- _Exercise instructions_
Whatever the data contains, copy all of it exactly.

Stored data

+++++

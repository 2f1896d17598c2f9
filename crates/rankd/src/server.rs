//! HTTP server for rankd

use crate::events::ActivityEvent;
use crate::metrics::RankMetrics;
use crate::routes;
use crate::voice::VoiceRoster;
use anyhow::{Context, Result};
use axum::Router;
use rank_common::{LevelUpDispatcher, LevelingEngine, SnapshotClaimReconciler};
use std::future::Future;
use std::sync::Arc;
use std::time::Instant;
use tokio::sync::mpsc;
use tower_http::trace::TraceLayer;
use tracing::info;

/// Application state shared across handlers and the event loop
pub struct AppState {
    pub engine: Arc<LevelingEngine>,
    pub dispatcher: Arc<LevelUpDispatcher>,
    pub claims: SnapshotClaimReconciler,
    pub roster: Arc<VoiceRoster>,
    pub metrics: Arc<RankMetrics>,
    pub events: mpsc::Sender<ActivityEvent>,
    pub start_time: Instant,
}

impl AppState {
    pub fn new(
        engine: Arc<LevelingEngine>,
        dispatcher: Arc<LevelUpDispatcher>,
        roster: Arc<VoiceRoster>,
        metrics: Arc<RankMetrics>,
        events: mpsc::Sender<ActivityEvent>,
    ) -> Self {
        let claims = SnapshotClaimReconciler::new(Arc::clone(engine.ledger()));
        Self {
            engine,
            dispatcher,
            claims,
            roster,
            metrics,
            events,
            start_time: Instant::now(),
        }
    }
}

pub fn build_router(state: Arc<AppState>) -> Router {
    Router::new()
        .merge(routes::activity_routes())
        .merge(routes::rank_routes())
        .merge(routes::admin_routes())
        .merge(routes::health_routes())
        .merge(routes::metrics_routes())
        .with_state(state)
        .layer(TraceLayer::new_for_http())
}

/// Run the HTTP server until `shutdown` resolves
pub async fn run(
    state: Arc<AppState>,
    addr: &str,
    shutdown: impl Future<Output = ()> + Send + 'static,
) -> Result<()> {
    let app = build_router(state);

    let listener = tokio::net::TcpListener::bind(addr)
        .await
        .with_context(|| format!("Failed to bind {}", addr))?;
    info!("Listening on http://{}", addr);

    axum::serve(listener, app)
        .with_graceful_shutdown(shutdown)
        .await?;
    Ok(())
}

+++++

- _Completed task_
repository 2f1896d17598c2f9
filename crates/rankd/src/server.rs
//! HTTP server for rankd

use crate::events::ActivityEvent;
use crate::metrics::RankMetrics;
use crate::routes;
use crate::voice::VoiceRoster;
use anyhow::{Context, Result};
use axum::Router;
use rank_common::{LevelUpDispatcher, LevelingEngine, SnapshotClaimReconciler};
use std::future::Future;
use std::sync::Arc;
use std::time::Instant;
use tokio::sync::mpsc;
use tower_http::trace::TraceLayer;
use tracing::info;

/// Application state shared across handlers and the event loop
pub struct AppState {
    pub engine: Arc<LevelingEngine>,
    pub dispatcher: Arc<LevelUpDispatcher>,
    pub claims: SnapshotClaimReconciler,
    pub roster: Arc<VoiceRoster>,
    pub metrics: Arc<RankMetrics>,
    pub events: mpsc::Sender<ActivityEvent>,
    pub start_time: Instant,
}

impl AppState {
    pub fn new(
        engine: Arc<LevelingEngine>,
        dispatcher: Arc<LevelUpDispatcher>,
        roster: Arc<VoiceRoster>,
        metrics: Arc<RankMetrics>,
        events: mpsc::Sender<ActivityEvent>,
    ) -> Self {
        let claims = SnapshotClaimReconciler::new(Arc::clone(engine.ledger()));
        Self {
            engine,
            dispatcher,
            claims,
            roster,
            metrics,
            events,
            start_time: Instant::now(),
        }
    }
}

pub fn build_router(state: Arc<AppState>) -> Router {
    Router::new()
        .merge(routes::activity_routes())
        .merge(routes::rank_routes())
        .merge(routes::admin_routes())
        .merge(routes::health_routes())
        .merge(routes::metrics_routes())
        .with_state(state)
        .layer(TraceLayer::new_for_http())
}

/// Run the HTTP server until `shutdown` resolves
pub async fn run(
    state: Arc<AppState>,
    addr: &str,
    shutdown: impl Future<Output = ()> + Send + 'static,
) -> Result<()> {
    let app = build_router(state);

    let listener = tokio::net::TcpListener::bind(addr)
        .await
        .with_context(|| format!("Failed to bind {}", addr))?;
    info!("Listening on http://{}", addr);

    axum::serve(listener, app)
        .with_graceful_shutdown(shutdown)
        .await?;
    Ok(())
}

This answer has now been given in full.